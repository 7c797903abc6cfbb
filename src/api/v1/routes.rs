/*
 * Responsibility
 * - v1 の URL 構造を定義
 * - /health, /users, /notes
 * - 認証ゲートは app.rs で v1 全体に掛ける。Identity が必須かどうかは handler の extractor で決まる
 */
use axum::{Router, routing::get};

use crate::state::AppState;

use crate::api::v1::handlers::{
    health::health,
    notes::{create_note, delete_note, get_note, list_notes, update_note},
    users::{create_user, delete_user, get_user, list_users, me, update_user},
};

pub fn routes() -> Router<AppState> {
    Router::new()
        .route("/health", get(health))
        .route("/users", get(list_users).post(create_user))
        .route("/users/me", get(me))
        .route(
            "/users/{user_id}",
            get(get_user).put(update_user).delete(delete_user),
        )
        .route("/notes", get(list_notes).post(create_note))
        .route(
            "/notes/{note_id}",
            get(get_note).put(update_note).delete(delete_note),
        )
}
/*
 * Responsibility
 * - test 共通の fixture
 *  - token の発行 (HS256)
 *  - CredentialCodec / in-memory AppState の組み立て
 *  - response body の読み出し
 */
use std::sync::Arc;

use axum::response::Response;
use http_body_util::BodyExt;
use jsonwebtoken::{Algorithm, EncodingKey, Header};
use serde::Serialize;
use serde_json::json;

use crate::repos::memory::{InMemoryNoteRepository, InMemoryUserRepository};
use crate::services::auth::credential::{CredentialCodec, VerificationKey, VerificationPolicy};
use crate::services::id_codec::IdCodec;
use crate::state::AppState;

pub const TEST_SECRET: &str = "test-secret-not-for-production";

pub fn now() -> i64 {
    chrono::Utc::now().timestamp()
}

pub fn sign_hs256<T: Serialize>(claims: &T, secret: &str) -> String {
    jsonwebtoken::encode(
        &Header::new(Algorithm::HS256),
        claims,
        &EncodingKey::from_secret(secret.as_bytes()),
    )
    .unwrap()
}

pub fn token_for(sub: &str) -> String {
    sign_hs256(&json!({ "sub": sub, "exp": now() + 600 }), TEST_SECRET)
}

/// Expired well past the default leeway.
pub fn expired_token_for(sub: &str) -> String {
    sign_hs256(
        &json!({ "sub": sub, "exp": now() - 3600, "iat": now() - 7200 }),
        TEST_SECRET,
    )
}

pub fn codec() -> Arc<CredentialCodec> {
    let policy = VerificationPolicy {
        leeway_seconds: 60,
        ..VerificationPolicy::default()
    };
    Arc::new(CredentialCodec::new(&VerificationKey::Secret(TEST_SECRET.to_string()), &policy).unwrap())
}

/// `AppState` over in-memory repositories; the user repo is returned for seeding.
pub fn memory_state() -> (AppState, Arc<InMemoryUserRepository>) {
    let users = Arc::new(InMemoryUserRepository::default());
    let notes = Arc::new(InMemoryNoteRepository::new(users.clone()));
    let id_codec = IdCodec::new(
        10,
        "abcdefghijklmnopqrstuvwxyzABCDEFGHIJKLMNOPQRSTUVWXYZ0123456789",
    )
    .unwrap();

    let state = AppState::new(users.clone(), notes, id_codec, codec());
    (state, users)
}

pub async fn body_string(response: Response) -> String {
    let bytes = response.into_body().collect().await.unwrap().to_bytes();
    String::from_utf8(bytes.to_vec()).unwrap()
}

pub async fn body_json(response: Response) -> serde_json::Value {
    let bytes = response.into_body().collect().await.unwrap().to_bytes();
    serde_json::from_slice(&bytes).unwrap()
}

══════════════════════════════

**DIRECTIONS FOR THIS TASK**
Copy out, from the material above, each line in which the string "VerificationKey" is found.

**EXERCISE SOLUTION**
use crate::services::auth::credential::{CredentialCodec, VerificationKey, VerificationPolicy};
    Arc::new(CredentialCodec::new(&VerificationKey::Secret(TEST_SECRET.to_string()), &policy).unwrap())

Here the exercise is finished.